Dinosaur lovers will have twice as much to enjoy as in the old halls — a total of 14,000 square feet of exhibition space encompassing two two-story galleries. More than 300 fossils will be on display, 20 of them full-body mountings.

In place of the static old approach, where visitors were cordoned off from the critters, many of the dinosaurs will be mounted so that viewers can walk around and beneath them — or ascend to a mezzanine perch for face-to-face encounters with the likes of a long-necked vegetarian veteran of the old dinosaur hall, mamenchisaurus, or the already-anointed star of the new one, Thomas the T. rex.

Like all true stars, Thomas will have an entourage: This 30-foot young adult dug up by Chiappe and his staff will be joined by a 10-foot kiddie T. rex and a midsize juvenile. They'll be shown near the carcass of a duckbill dinosaur in a tableau intended to illustrate the stages of T. rex growth, while also exploring the recent hypothesis that they were not loners, but group-oriented. The allosaurus, a fierce forebear of T. rex, will be an action figure, locked in combat with a worthy foe — a stegosaurus. Triceratops serves as the Dinosaur Hall's official greeter — the first behemoth visitors will meet.

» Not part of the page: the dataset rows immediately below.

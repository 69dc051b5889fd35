//! Payment gate rule.

use crate::types::{Agent, ChatMessage, ChatRole};

/// Number of visitor-authored messages in a sequence.
///
/// Greetings and every other assistant message are not counted.
pub fn visitor_turns(messages: &[ChatMessage]) -> usize {
    messages.iter().filter(|m| m.role == ChatRole::User).count()
}

/// Whether the next submission must be paid for.
///
/// `prior` is the sequence before the new visitor message is appended, so
/// with `free_turns = 3` the first three submissions are free and the fourth
/// is gated. A session that has already paid is never gated again.
pub fn requires_payment(agent: &Agent, prior: &[ChatMessage], paid: bool, free_turns: usize) -> bool {
    !paid && agent.charges_fee() && visitor_turns(prior) >= free_turns
}

#[cfg(test)]
mod tests {
    use super::*;
    use crate::testutil::agent;

    fn history(turns: usize) -> Vec<ChatMessage> {
        let mut msgs = vec![ChatMessage::assistant("Hello!")];
        for i in 0..turns {
            msgs.push(ChatMessage::user(format!("q{i}")));
            msgs.push(ChatMessage::assistant(format!("a{i}")));
        }
        msgs
    }

    #[test]
    fn test_free_agent_never_gated() {
        let ava = agent("Ava", "ava", Some(0.0));
        assert!(!requires_payment(&ava, &history(50), false, 3));
        let unset = agent("Ava", "ava", None);
        assert!(!requires_payment(&unset, &history(50), false, 3));
    }

    #[test]
    fn test_threshold_boundary() {
        let rex = agent("Rex", "rex", Some(0.01));
        // third submission: two prior visitor turns
        assert!(!requires_payment(&rex, &history(2), false, 3));
        // fourth submission: three prior visitor turns
        assert!(requires_payment(&rex, &history(3), false, 3));
    }

    #[test]
    fn test_paid_session_not_gated() {
        let rex = agent("Rex", "rex", Some(0.01));
        assert!(!requires_payment(&rex, &history(10), true, 3));
    }

    #[test]
    fn test_greeting_does_not_count() {
        assert_eq!(visitor_turns(&history(0)), 0);
        assert_eq!(visitor_turns(&history(2)), 2);
    }
}
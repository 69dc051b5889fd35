//! Oportuna: personal AI agents with a public chat page.
//!
//! Owners publish an agent at a slug; visitors chat with it and, for agents
//! with a fee, pay to continue after a few free turns.

pub mod chat;
pub mod config;
pub mod dashboard;
pub mod error;
pub mod llm;
pub mod payment;
pub mod server;
pub mod setup;
pub mod state;
pub mod types;

#[cfg(test)]
mod testutil;
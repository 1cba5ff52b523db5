//! JSON i18n Translator - translates the values of JSON documents with a
//! generative text backend while keeping every key intact.
//!
//! The library exposes the translation pipeline ([`JsonTranslator`]), the
//! Gemini backend and an axum HTTP surface.

#![forbid(unsafe_code)]
#![warn(missing_docs)]

pub mod cli;
pub mod core;
pub mod server;

// Re-export key types for convenience
pub use core::{
    backend::TextGenerator,
    client::GeminiClient,
    config::TranslatorConfig,
    errors::{ErrorKind, TranslationError},
    models::{GeneratedReply, SanitizedDocument, TranslationRequest, TranslationResult},
    orchestrator::JsonTranslator,
};

/// Library version
pub const VERSION: &str = env!("CARGO_PKG_VERSION");

/// Library name
pub const NAME: &str = env!("CARGO_PKG_NAME");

The museum traded for or bought some new specimens, Chiappe said — the head of a horned dinosaur, einiosaurus, with "an enormous hook on its nose like a giant can opener" as a key new purchase. But the great majority of fossils are from the museum's own collection and have not been previously displayed. Some specimens, including what Chiappe considers "the best preserved mosasaur [a giant sea reptile] in the world," have long been in the collection, but there wasn't room to show them until now.

The mosasaur is especially noteworthy because fossilized fish bones — its stomach contents — were found with it.

The hall's organizing principle is Socratic: It will pose a series of questions about dinosaurs, and present the answers researchers have discerned from the fossilized evidence. Chiappe said that considerable emphasis will be placed on the fact that dinosaur paleontology is an evolving science, with large gaps in our knowledge yet to be filled. Those mysteries should not be daunting for visitors, Chiappe said, but "inspirational."

"Someone may dream of finding the clues in the future," Chiappe said. "That's the nature of science. There's a lot to be discovered."

Indeed, over the last 13 months, the Los Angeles Times has run 14 articles about new discoveries about dinosaurs and their reptilian contemporaries. When he arrived 12 years ago from New York's American Museum of Natural History, Chiappe first focused on field work to invigorate the L.A. museum's dinosaur research and expand the collection; he said the new dinosaur halls represent the culmination of about five years of intensive planning, construction and exhibit design work, while drawing on the past decade's digs for many of the specimens displayed.

Most of the big critters will stand on the main floor, with smaller exhibits upstairs in the mezzanine "where people can examine things more closely," Chiappe says, while learning about the scientific process that dinosaur researchers carry out — from excavating fossils to examining their finds with high-tech scanners and microscopes.

Though there will be video and interactive features and illustrations of how living dinosaurs may have looked, Chiappe said the exhibit won't incorporate the kinds of computer-generated dramatizations popularized on television series such as the BBC's "Walking With Dinosaurs."

"We don't put a lot of emphasis in animating dinosaurs," he said. "You can watch a film for that. You come to the museum to see the real thing."

Chiappe is eager to present the oldest show on Earth, not just to visitors who want to learn about dinosaurs, but to museum professionals. "It's an iconic exhibit that I expect will be a reference for the future."